Historic Centre of Rome, the Properties of the Holy See in that City Enjoying Extraterritorial Rights and San Paolo Fuori le Mura

 ここは人の集まる空間のスケールをはるかに超えている─巨大な列柱やモニュメントが立ち並ぶフォロ・ロマーノを初めて歩いたとき、押し寄せてくるような迫力にそう思った。世界史上でも稀な巨大国家の中心地だから、と言ってしまえばそれまでかもしれないが、やはりスケールは尋常ではない。微妙な廃墟のような気配も妙にリアルな感じを演出している。軽い酩酊状態を覚えたほどで、自分では密かに「ローマ酔い」と名付けたのだが、それほど最初の印象は強烈だった。
 フォロ・ロマーノは「ローマ人の公共広場」と訳されるが「広場」といってもとにかく大きいので、まずは隣接するパラティーノの丘に上がることを薦めたい。この丘の上なら広場の全容をつかめるし、コロッセオなどの方角もよくわかる。フォロの構造や遺跡の位置を把握したら、丘から下ってそのままフォロ・ロマーノに足を踏み入れればいい。
 そこにはバジリカや凱旋門、神殿、聖堂の遺構などがそれぞれ複数、時代を超えて林立している。フォロ・ロマーノが人々を魅了してやまないのは、これらの建物を忠実に追っていけるからだろう。特に西側はカエサルのフォロをはじめ多くの巨大遺構が立ち並んでいて歩きがいがある。
 現地に立てばすぐにわかるが、フォロ・ロマーノは現在のローマ市内より低いところにある。栄華を極めた都市も帝国の滅亡後は住む人のない野原になっていたようで、古代ローマの土木技術の結晶も18世紀まで土のなかに埋まっていた。これを掘り起こしたために地面がほかより低くなっている。
 フォロ・ロマーノの東端にティトゥスの凱旋門があるが、ここからフォロ・ロマーノを出ると目の前に円形闘技場コロッセオが現れる。この闘技場では朝から晩まで猛獣狩りや公開処刑、どちらかが死ぬまで終わらない剣闘士(グラディエーター)の戦いなどが見世物として提供されていた。血なまぐさいショーを主催したのは皇帝自身。身分別に席を設けて階級意識を徹底させ、見世物という娯楽を与えることで安定した国の統治を図ったという。
 コロッセオのすぐ西隣にはローマでいちばん大きい凱旋門が立っている。のちに皇帝となるコンスタンティヌスが政敵との戦いに勝利したことを記念して建造された凱旋門だ。門の表面は見事なレリーフで覆われているが、これらはほかの建造物からはぎ取って流用したものが多い。たとえば、最上層にあるバルバロイの彫像はマルクス・アウレリウス・アントニウス帝の凱旋門からもってきたもの。凱旋式典の光景が描かれた大理石のパネルは、トラヤヌス帝やハドリアヌス帝のものをコンスタンティヌス帝の姿形に置き換えて流用したものだという。
 コロッセオと並ぶ重要な建造物がパンテオン。2000年前に建設され、現在もキリスト教会として使われている現役の建物だ。これだけ巨大な建物が鉄筋も使わず当時のコンクリート技術だけで造られているといわれても、にわかには信じがたい。

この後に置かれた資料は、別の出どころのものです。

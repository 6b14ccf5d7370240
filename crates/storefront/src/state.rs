//! Application state shared across handlers.

use std::sync::Arc;

use crate::catalog::{CatalogClient, CatalogError};
use crate::config::StorefrontConfig;

/// Application state shared across all handlers.
///
/// This struct is cheaply cloneable via `Arc`. Carts are not kept here; each
/// session owns its own.
#[derive(Clone)]
pub struct AppState {
    inner: Arc<AppStateInner>,
}

struct AppStateInner {
    config: StorefrontConfig,
    catalog: CatalogClient,
}

impl AppState {
    /// Create a new application state.
    ///
    /// # Errors
    ///
    /// Returns an error if the catalog HTTP client cannot be built.
    pub fn new(config: StorefrontConfig) -> Result<Self, CatalogError> {
        let catalog = CatalogClient::new(&config.catalog)?;

        Ok(Self {
            inner: Arc::new(AppStateInner { config, catalog }),
        })
    }

    /// Get a reference to the storefront configuration.
    #[must_use]
    pub fn config(&self) -> &StorefrontConfig {
        &self.inner.config
    }

    /// Get a reference to the catalog service client.
    #[must_use]
    pub fn catalog(&self) -> &CatalogClient {
        &self.inner.catalog
    }
}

 それにしても、これほど多くの巨大な遺構がなぜローマに集中しているのだろうか。
 為政者が変わって時代が大きく動く節目に遷都が行なわれることはよくある。日本だってそうだ。しかし、ローマに取って代わる都市はついに現れなかった。約1000年も続いた古代ローマの都として君臨し続け、皇帝たちは唯一の都に次々と建物を建てていったのである。「ローマを掘れば遺跡に当たる」といわれるほど多くの遺跡が、まだまだ土の下で眠っている。新しい発掘が行なわれて、遺跡の都市ローマは膨張を続けるに違いない。

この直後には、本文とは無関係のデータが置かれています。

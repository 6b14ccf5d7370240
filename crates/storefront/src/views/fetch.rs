//! Remote data state shared by the views that fetch from the catalog.

use serde::Serialize;

use crate::catalog::CatalogError;

/// Progress of a catalog fetch.
#[derive(Debug, Clone, PartialEq, Eq, Serialize)]
#[serde(tag = "state", content = "data", rename_all = "camelCase")]
pub enum FetchState<T> {
    /// Request in flight (skeleton shown).
    Loading,
    /// Data arrived.
    Loaded(T),
    /// Request failed; holds the message to show.
    Failed(String),
}

impl<T> Default for FetchState<T> {
    fn default() -> Self {
        Self::Loading
    }
}

impl<T> FetchState<T> {
    /// Settle the state from a fetch result.
    #[must_use]
    pub fn from_result(result: Result<T, CatalogError>) -> Self {
        match result {
            Ok(data) => Self::Loaded(data),
            Err(e) => {
                tracing::warn!(error = %e, "Catalog fetch failed");
                Self::Failed(format!("Error: {e}"))
            }
        }
    }

    #[must_use]
    pub const fn is_loading(&self) -> bool {
        matches!(self, Self::Loading)
    }

    /// The fetched data, once loaded.
    #[must_use]
    pub const fn loaded(&self) -> Option<&T> {
        match self {
            Self::Loaded(data) => Some(data),
            _ => None,
        }
    }

    /// The error message, once failed.
    #[must_use]
    pub fn error(&self) -> Option<&str> {
        match self {
            Self::Failed(message) => Some(message),
            _ => None,
        }
    }
}

#[cfg(test)]
mod tests {
    use super::*;

    #[test]
    fn test_starts_loading() {
        let state: FetchState<Vec<u8>> = FetchState::default();
        assert!(state.is_loading());
        assert!(state.loaded().is_none());
        assert!(state.error().is_none());
    }

    #[test]
    fn test_from_result() {
        let loaded = FetchState::from_result(Ok(vec![1, 2]));
        assert_eq!(loaded.loaded(), Some(&vec![1, 2]));

        let failed: FetchState<Vec<u8>> =
            FetchState::from_result(Err(CatalogError::NotFound("products".to_string())));
        let message = failed.error().unwrap_or_default();
        assert!(message.starts_with("Error"), "{message}");
    }
}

 街を歩いていて巨大な建造物に出くわしたとき、フォロ・ロマーノでむき出しになった円柱を見上げるときは、いまでも軽い戦慄を覚える。1つの建物だけに的を絞るのなら、似たような歴史的建造物はほかの町にもたくさん存在するのだが、ここでは一つ一つの建造物が総体的な重みをまとってヒタヒタと迫ってくる。不思議な感じがしてならないのだが、ローマという土地がそうさせるのだろうか。
富井義夫




アクセス:ローマ歴史地区、教皇領とサン・パオロ・フオリ・レ・ムーラ大聖堂〔イタリア〕 【所在地】
イタリアの首都、ローマ市内にあるローマ帝国最盛期に建てられた遺構が大部分を占めていたが、1990年に登録範囲が拡大され、ローマ発祥の地とされる七つの丘やコロッセウム、パンテオンのほか、サン・パオロ・フォーリ・レ・ムーラ大聖堂やヴァティカン市国直轄の3つの聖堂を含む。

【アクセス】
ローマ・フィウミチーノ空港からローマ・テルミニ駅まで列車で約30分。ヴァティカン市国へはローマ・テルミニ駅からバスで約25分。